─── Given data

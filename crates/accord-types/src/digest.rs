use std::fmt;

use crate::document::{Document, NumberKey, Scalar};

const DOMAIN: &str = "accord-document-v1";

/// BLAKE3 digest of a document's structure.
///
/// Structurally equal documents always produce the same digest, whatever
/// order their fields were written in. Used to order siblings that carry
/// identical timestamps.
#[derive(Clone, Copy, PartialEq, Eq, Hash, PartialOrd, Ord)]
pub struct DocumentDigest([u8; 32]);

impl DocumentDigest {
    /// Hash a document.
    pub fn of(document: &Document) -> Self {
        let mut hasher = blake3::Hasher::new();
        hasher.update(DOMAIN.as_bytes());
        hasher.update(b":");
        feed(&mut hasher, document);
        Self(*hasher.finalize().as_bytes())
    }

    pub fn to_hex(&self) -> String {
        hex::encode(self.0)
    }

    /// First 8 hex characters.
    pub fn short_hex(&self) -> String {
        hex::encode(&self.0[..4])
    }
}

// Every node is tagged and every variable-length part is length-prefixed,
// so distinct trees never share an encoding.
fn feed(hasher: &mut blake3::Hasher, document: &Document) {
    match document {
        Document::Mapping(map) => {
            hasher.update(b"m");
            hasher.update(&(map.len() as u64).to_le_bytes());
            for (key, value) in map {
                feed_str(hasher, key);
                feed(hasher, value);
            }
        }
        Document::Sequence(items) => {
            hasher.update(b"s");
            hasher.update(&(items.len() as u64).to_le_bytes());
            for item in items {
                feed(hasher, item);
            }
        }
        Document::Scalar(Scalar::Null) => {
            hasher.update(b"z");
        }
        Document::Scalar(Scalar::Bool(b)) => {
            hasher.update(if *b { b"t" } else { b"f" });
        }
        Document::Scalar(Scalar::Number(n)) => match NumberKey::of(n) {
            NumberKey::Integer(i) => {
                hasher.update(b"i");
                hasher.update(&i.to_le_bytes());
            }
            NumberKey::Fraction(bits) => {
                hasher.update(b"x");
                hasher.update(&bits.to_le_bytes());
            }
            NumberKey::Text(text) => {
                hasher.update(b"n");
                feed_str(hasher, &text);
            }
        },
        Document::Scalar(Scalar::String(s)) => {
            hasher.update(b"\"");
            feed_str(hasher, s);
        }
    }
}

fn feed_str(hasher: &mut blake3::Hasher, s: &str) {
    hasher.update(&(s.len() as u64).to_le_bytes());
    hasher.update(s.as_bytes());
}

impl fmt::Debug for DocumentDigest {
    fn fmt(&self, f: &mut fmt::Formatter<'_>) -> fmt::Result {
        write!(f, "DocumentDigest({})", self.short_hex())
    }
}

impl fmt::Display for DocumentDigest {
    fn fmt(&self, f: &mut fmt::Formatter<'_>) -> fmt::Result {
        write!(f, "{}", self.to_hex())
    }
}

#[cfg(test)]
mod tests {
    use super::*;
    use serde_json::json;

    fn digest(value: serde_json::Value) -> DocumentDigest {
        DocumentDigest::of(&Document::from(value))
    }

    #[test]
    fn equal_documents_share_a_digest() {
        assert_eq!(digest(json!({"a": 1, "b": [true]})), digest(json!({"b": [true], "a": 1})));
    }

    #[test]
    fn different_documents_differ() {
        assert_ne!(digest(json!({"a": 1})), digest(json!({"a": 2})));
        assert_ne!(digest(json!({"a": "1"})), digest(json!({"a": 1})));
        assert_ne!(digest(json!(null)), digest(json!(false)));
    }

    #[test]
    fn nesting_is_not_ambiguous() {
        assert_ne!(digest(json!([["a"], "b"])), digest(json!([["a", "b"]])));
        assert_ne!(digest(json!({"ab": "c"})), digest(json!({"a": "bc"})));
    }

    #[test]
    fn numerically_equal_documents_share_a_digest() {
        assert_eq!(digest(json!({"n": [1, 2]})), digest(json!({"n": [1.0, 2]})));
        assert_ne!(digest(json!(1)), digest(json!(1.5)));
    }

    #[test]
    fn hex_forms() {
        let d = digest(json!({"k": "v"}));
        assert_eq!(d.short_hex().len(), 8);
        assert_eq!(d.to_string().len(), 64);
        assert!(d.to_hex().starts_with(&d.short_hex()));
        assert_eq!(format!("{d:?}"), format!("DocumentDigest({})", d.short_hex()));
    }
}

──────
─── Given data

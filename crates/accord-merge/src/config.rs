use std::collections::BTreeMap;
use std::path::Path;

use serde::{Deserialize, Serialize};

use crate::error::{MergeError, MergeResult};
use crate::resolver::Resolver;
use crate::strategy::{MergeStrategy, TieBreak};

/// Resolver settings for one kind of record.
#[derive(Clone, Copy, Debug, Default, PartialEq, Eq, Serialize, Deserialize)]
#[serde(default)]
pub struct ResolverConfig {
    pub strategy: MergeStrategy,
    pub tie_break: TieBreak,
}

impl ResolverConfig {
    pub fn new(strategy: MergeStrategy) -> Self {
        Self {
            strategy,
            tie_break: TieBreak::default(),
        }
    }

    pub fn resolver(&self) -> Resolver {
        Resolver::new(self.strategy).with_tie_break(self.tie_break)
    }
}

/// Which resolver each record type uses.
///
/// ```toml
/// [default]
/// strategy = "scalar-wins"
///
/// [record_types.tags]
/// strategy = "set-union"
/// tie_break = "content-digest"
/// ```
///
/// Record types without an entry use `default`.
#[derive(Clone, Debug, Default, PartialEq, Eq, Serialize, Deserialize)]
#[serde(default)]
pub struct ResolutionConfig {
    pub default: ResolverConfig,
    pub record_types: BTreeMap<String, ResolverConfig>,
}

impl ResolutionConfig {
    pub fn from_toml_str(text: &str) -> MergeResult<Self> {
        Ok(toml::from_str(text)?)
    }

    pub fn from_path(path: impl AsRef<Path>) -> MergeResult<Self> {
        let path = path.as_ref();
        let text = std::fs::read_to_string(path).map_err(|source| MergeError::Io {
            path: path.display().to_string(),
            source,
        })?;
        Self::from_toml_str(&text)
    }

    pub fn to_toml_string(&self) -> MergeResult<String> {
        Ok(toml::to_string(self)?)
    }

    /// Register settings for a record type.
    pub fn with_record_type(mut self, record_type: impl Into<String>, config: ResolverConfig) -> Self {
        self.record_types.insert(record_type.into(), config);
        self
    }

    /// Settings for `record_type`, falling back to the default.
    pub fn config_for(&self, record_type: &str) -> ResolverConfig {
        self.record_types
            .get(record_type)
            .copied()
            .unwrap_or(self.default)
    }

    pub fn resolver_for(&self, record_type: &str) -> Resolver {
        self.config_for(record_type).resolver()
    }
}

──────
─── Given data

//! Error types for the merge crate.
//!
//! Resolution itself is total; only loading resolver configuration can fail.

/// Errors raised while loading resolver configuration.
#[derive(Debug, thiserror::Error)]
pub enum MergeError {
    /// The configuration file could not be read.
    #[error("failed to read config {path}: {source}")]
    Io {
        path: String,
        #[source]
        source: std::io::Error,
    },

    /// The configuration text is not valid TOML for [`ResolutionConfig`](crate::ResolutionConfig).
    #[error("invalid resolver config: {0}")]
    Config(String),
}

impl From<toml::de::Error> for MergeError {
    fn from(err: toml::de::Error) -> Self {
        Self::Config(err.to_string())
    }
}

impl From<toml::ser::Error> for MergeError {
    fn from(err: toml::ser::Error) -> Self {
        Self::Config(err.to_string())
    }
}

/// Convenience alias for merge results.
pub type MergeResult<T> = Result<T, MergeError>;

──────

Output exactly the lines of the material above from the one containing "impl From<toml::ser::Error> for" up to and including the one containing "pub type MergeResult<T>".

* [Your response]:
impl From<toml::ser::Error> for MergeError {
    fn from(err: toml::ser::Error) -> Self {
        Self::Config(err.to_string())
    }
}

/// Convenience alias for merge results.
pub type MergeResult<T> = Result<T, MergeError>;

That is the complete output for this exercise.